__About this exercise__
Scan the entries below and tally the lines that include "superseded". Return nothing but the tally.

[Entries provided Boundary: Start]

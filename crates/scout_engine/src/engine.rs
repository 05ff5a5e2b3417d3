use std::sync::{mpsc, Arc};
use std::thread;
use std::time::Duration;

use scout_core::{Generation, SearchRequest};
use scout_logging::{scout_debug, scout_warn};

use crate::{Debouncer, EngineEvent, SearchClient};

pub trait EventSink: Send + Sync {
    fn emit(&self, event: EngineEvent);
}

/// Forwards engine events into a channel, mapping them on the way.
pub struct ChannelEventSink<T> {
    tx: mpsc::Sender<T>,
    map: fn(EngineEvent) -> T,
}

impl<T> ChannelEventSink<T> {
    pub fn new(tx: mpsc::Sender<T>, map: fn(EngineEvent) -> T) -> Self {
        Self { tx, map }
    }
}

impl ChannelEventSink<EngineEvent> {
    pub fn direct(tx: mpsc::Sender<EngineEvent>) -> Self {
        Self::new(tx, std::convert::identity)
    }
}

impl<T: Send> EventSink for ChannelEventSink<T> {
    fn emit(&self, event: EngineEvent) {
        let _ = self.tx.send((self.map)(event));
    }
}

enum EngineCommand {
    ScheduleFetch {
        generation: Generation,
        delay: Duration,
    },
    Fetch {
        generation: Generation,
        page: u32,
        request: SearchRequest,
    },
}

/// Runs timers and requests on a background tokio runtime. Requests are
/// fire-and-forget; results are reported through the sink in completion order.
#[derive(Clone)]
pub struct EngineHandle {
    cmd_tx: mpsc::Sender<EngineCommand>,
}

impl EngineHandle {
    pub fn new(
        client: Arc<dyn SearchClient>,
        sink: Arc<dyn EventSink>,
    ) -> std::io::Result<Self> {
        let (cmd_tx, cmd_rx) = mpsc::channel();
        let runtime = tokio::runtime::Builder::new_multi_thread()
            .worker_threads(2)
            .enable_all()
            .thread_name("scout-engine")
            .build()?;

        thread::Builder::new()
            .name("scout-engine-commands".to_string())
            .spawn(move || {
                let mut debouncer = Debouncer::new(runtime.handle().clone());
                while let Ok(command) = cmd_rx.recv() {
                    handle_command(&runtime, &mut debouncer, &client, &sink, command);
                }
                scout_debug!("Engine command channel closed");
            })?;

        Ok(Self { cmd_tx })
    }

    pub fn schedule_fetch(&self, generation: Generation, delay: Duration) {
        self.send(EngineCommand::ScheduleFetch { generation, delay });
    }

    pub fn fetch(&self, generation: Generation, page: u32, request: SearchRequest) {
        self.send(EngineCommand::Fetch {
            generation,
            page,
            request,
        });
    }

    fn send(&self, command: EngineCommand) {
        if self.cmd_tx.send(command).is_err() {
            scout_warn!("Engine thread is gone; command dropped");
        }
    }
}

fn handle_command(
    runtime: &tokio::runtime::Runtime,
    debouncer: &mut Debouncer,
    client: &Arc<dyn SearchClient>,
    sink: &Arc<dyn EventSink>,
    command: EngineCommand,
) {
    match command {
        EngineCommand::ScheduleFetch { generation, delay } => {
            let sink = sink.clone();
            let superseded = debouncer.schedule(delay, async move {
                sink.emit(EngineEvent::TimerElapsed { generation });
            });
            if superseded {
                scout_debug!("Debounce restarted for generation {}", generation);
            }
        }
        EngineCommand::Fetch {
            generation,
            page,
            request,
        } => {
            let client = client.clone();
            let sink = sink.clone();
            runtime.spawn(async move {
                let result = client.search(&request).await;
                sink.emit(EngineEvent::FetchCompleted {
                    generation,
                    page,
                    result,
                });
            });
        }
    }
}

[Entries provided Boundary: End]

__Response to the task__
2